- Exercise instructions:
Your answer should be the lines below from the one holding "keys.iter()" through the one holding "pub fn quotas(&self)", copied exactly and with nothing else.

================

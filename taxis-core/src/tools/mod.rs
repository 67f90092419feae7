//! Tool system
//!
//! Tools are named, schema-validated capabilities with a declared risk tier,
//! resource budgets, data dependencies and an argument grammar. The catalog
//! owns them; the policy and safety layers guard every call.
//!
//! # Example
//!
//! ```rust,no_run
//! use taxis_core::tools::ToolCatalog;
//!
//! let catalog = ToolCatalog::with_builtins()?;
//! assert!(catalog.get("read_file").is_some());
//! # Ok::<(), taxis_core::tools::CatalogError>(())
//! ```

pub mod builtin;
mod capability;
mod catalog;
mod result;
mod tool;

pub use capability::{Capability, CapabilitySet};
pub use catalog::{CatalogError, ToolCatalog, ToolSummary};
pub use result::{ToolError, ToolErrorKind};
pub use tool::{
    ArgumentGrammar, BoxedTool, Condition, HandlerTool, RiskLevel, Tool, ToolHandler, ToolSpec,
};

================

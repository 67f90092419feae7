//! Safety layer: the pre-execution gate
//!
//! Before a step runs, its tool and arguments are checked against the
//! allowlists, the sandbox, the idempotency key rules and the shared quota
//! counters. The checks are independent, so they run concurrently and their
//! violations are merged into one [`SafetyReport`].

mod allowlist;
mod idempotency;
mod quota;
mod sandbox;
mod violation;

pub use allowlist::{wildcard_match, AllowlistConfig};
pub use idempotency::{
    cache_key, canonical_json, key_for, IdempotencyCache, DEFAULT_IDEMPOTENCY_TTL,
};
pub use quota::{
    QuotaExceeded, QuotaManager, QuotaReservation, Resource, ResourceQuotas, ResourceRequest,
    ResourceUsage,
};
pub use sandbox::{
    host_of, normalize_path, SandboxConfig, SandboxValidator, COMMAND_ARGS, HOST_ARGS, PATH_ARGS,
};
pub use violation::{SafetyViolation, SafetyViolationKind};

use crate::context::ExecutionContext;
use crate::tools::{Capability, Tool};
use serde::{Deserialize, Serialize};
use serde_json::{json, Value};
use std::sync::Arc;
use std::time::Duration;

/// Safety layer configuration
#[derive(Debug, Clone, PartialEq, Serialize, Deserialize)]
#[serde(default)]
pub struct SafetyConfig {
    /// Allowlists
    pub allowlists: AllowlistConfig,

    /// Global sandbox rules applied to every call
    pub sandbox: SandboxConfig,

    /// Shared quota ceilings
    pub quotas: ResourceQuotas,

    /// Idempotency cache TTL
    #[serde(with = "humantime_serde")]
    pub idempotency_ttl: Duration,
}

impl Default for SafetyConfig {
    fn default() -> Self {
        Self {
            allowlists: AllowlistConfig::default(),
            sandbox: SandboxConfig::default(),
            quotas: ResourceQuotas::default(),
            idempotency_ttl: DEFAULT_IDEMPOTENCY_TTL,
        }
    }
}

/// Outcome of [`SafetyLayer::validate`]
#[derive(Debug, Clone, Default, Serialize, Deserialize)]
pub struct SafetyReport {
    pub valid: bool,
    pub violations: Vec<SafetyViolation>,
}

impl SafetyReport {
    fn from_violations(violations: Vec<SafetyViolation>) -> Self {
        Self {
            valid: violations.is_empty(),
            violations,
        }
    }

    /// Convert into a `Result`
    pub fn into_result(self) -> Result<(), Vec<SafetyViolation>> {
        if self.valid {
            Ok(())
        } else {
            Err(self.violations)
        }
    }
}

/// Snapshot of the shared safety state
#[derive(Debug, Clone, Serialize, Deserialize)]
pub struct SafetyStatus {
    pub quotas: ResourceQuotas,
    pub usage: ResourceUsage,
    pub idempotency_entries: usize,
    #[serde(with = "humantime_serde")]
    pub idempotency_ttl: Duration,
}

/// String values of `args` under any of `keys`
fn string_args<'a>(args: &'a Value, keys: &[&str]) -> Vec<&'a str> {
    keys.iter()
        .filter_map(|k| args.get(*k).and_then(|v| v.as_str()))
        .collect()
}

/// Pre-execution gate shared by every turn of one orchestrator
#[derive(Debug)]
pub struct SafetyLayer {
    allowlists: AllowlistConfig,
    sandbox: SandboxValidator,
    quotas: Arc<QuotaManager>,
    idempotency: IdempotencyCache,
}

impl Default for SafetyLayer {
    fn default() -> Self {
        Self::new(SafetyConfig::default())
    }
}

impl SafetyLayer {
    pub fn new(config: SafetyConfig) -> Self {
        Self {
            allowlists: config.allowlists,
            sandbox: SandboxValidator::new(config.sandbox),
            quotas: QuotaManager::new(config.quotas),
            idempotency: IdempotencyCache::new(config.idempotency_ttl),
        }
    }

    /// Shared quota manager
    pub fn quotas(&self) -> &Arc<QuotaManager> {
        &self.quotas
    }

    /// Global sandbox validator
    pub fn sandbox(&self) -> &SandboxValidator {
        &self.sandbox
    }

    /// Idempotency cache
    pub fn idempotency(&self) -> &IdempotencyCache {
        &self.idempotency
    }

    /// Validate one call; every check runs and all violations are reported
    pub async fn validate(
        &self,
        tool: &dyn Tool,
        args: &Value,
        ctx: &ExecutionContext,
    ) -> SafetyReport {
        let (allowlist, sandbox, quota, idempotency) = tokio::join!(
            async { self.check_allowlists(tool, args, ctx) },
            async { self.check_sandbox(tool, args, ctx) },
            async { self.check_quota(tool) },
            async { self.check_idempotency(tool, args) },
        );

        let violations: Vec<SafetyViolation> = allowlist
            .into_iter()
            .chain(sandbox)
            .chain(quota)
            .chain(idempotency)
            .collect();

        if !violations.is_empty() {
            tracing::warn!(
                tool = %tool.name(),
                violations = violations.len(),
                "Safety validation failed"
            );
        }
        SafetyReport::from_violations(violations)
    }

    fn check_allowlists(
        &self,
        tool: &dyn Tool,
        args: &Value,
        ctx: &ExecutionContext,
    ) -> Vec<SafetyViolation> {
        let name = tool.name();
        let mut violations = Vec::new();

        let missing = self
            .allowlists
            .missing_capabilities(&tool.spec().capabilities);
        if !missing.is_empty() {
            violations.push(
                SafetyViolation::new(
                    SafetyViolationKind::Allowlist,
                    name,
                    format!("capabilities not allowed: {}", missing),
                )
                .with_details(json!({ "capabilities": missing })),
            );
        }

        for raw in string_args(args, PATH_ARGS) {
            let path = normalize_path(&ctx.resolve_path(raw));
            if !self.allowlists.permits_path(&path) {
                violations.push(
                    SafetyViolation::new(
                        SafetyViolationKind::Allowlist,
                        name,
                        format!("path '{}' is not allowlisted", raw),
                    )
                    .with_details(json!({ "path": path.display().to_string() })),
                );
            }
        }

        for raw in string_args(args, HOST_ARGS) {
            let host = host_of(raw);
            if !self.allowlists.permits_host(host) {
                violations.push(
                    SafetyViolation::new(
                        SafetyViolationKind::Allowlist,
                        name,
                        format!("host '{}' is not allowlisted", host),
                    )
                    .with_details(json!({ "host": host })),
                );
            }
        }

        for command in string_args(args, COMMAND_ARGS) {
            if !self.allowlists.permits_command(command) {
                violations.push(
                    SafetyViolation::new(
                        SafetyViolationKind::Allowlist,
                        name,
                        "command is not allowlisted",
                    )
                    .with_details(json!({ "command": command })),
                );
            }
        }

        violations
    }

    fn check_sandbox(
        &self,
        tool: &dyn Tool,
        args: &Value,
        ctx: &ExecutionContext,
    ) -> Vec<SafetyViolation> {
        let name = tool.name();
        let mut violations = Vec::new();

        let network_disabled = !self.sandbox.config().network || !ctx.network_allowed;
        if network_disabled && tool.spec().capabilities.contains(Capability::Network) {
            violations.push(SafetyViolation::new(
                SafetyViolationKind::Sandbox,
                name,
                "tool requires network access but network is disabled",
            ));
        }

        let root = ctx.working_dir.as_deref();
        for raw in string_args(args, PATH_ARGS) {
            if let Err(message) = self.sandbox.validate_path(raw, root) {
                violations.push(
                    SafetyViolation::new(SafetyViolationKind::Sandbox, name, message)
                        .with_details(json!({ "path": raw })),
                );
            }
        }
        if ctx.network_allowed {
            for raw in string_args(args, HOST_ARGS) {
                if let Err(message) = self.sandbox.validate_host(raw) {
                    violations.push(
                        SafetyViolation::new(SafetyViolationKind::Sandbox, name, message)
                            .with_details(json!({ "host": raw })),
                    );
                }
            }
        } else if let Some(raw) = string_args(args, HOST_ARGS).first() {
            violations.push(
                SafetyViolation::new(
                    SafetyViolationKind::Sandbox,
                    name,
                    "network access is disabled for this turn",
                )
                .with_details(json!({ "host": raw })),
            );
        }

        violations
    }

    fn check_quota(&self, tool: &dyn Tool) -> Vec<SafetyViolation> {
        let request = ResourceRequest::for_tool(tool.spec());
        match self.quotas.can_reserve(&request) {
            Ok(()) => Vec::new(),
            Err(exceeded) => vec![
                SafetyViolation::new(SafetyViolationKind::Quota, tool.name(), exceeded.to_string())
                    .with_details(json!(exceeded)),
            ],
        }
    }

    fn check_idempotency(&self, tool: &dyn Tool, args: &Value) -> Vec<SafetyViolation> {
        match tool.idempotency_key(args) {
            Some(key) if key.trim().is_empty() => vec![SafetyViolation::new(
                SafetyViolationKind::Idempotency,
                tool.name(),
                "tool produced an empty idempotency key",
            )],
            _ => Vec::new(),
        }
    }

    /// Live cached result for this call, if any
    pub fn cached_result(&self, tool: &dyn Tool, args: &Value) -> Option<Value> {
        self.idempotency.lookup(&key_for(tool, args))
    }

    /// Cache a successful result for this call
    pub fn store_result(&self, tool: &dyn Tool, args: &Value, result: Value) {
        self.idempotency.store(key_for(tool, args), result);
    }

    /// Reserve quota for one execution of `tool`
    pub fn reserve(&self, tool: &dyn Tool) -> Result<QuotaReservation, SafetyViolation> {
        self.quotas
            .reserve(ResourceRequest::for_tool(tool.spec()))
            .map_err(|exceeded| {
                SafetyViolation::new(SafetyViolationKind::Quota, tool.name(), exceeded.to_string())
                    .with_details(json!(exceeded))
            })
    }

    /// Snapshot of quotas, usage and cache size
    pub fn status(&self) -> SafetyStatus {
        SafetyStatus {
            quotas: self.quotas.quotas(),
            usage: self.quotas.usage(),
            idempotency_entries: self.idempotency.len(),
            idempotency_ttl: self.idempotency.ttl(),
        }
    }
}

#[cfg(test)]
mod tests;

================

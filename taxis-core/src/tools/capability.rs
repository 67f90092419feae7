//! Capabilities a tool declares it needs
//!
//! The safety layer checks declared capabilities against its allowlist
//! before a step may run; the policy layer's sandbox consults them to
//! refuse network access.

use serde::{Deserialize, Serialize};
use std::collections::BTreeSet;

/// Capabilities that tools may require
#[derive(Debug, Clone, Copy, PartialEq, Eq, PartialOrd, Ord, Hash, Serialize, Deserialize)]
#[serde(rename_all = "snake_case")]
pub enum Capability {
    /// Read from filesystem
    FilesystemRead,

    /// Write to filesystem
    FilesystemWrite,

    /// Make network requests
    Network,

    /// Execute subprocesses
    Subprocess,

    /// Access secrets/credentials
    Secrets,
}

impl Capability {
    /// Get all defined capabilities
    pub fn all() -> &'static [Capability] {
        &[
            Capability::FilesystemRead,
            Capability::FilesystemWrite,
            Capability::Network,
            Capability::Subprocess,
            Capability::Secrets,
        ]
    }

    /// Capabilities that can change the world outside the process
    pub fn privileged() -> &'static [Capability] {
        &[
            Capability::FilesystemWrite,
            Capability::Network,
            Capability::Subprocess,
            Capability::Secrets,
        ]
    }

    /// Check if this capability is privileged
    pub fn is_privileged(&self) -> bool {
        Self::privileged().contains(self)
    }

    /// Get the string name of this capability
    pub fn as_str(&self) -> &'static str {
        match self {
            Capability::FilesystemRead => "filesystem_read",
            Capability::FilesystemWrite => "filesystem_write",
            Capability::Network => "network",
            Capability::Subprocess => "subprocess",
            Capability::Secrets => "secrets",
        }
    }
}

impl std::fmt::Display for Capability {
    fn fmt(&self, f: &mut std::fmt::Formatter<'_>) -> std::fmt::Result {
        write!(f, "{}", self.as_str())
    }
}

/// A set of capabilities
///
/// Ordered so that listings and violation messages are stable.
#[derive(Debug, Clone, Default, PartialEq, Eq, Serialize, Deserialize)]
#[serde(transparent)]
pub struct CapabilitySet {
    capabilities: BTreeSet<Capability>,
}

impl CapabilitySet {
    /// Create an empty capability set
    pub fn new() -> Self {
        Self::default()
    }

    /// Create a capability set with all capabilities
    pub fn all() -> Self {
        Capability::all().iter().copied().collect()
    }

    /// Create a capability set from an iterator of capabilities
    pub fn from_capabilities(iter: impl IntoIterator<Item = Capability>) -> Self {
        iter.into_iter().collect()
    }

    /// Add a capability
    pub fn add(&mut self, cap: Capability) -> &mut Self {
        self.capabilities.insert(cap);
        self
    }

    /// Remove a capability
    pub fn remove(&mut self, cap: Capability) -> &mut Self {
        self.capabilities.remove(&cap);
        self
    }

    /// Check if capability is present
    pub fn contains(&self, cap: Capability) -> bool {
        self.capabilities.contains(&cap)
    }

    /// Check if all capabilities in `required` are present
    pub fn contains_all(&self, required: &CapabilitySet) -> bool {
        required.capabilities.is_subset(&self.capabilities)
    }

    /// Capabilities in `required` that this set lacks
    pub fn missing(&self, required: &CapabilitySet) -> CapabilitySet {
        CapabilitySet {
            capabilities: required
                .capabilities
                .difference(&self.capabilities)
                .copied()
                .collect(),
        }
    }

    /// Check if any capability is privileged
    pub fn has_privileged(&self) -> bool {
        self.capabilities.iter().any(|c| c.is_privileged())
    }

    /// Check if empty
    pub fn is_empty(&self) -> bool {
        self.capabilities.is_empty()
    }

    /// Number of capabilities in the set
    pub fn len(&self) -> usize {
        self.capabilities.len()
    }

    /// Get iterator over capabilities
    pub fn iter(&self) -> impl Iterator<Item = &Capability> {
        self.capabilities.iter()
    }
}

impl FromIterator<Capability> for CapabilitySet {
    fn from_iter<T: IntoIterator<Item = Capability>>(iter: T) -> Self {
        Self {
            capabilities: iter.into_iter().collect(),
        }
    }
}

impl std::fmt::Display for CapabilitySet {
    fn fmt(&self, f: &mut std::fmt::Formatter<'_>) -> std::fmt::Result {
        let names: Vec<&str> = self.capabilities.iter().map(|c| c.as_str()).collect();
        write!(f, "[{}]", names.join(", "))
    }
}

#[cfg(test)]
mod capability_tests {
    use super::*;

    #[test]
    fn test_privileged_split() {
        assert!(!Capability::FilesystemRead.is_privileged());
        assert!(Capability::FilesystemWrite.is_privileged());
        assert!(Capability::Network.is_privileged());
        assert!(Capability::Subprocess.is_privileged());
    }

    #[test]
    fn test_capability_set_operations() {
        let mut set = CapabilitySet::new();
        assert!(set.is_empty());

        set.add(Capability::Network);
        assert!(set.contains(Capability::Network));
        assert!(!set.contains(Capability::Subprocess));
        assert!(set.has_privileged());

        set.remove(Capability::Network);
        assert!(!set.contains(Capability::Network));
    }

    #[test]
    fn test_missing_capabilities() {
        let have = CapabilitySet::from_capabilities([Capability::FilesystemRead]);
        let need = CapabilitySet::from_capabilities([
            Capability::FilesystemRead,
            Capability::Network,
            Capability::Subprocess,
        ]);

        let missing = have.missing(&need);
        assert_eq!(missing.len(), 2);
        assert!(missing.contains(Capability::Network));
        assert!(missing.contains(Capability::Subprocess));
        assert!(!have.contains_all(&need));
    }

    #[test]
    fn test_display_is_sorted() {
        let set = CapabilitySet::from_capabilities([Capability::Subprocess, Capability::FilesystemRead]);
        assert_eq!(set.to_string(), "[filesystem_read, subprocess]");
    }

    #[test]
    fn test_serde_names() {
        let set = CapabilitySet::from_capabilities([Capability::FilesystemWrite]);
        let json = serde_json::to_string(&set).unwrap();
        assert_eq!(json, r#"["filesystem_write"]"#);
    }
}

================

- Task result:
    keys.iter()
        .filter_map(|k| args.get(*k).and_then(|v| v.as_str()))
        .collect()
}

/// Pre-execution gate shared by every turn of one orchestrator
#[derive(Debug)]
pub struct SafetyLayer {
    allowlists: AllowlistConfig,
    sandbox: SandboxValidator,
    quotas: Arc<QuotaManager>,
    idempotency: IdempotencyCache,
}

impl Default for SafetyLayer {
    fn default() -> Self {
        Self::new(SafetyConfig::default())
    }
}

impl SafetyLayer {
    pub fn new(config: SafetyConfig) -> Self {
        Self {
            allowlists: config.allowlists,
            sandbox: SandboxValidator::new(config.sandbox),
            quotas: QuotaManager::new(config.quotas),
            idempotency: IdempotencyCache::new(config.idempotency_ttl),
        }
    }

    /// Shared quota manager
    pub fn quotas(&self) -> &Arc<QuotaManager> {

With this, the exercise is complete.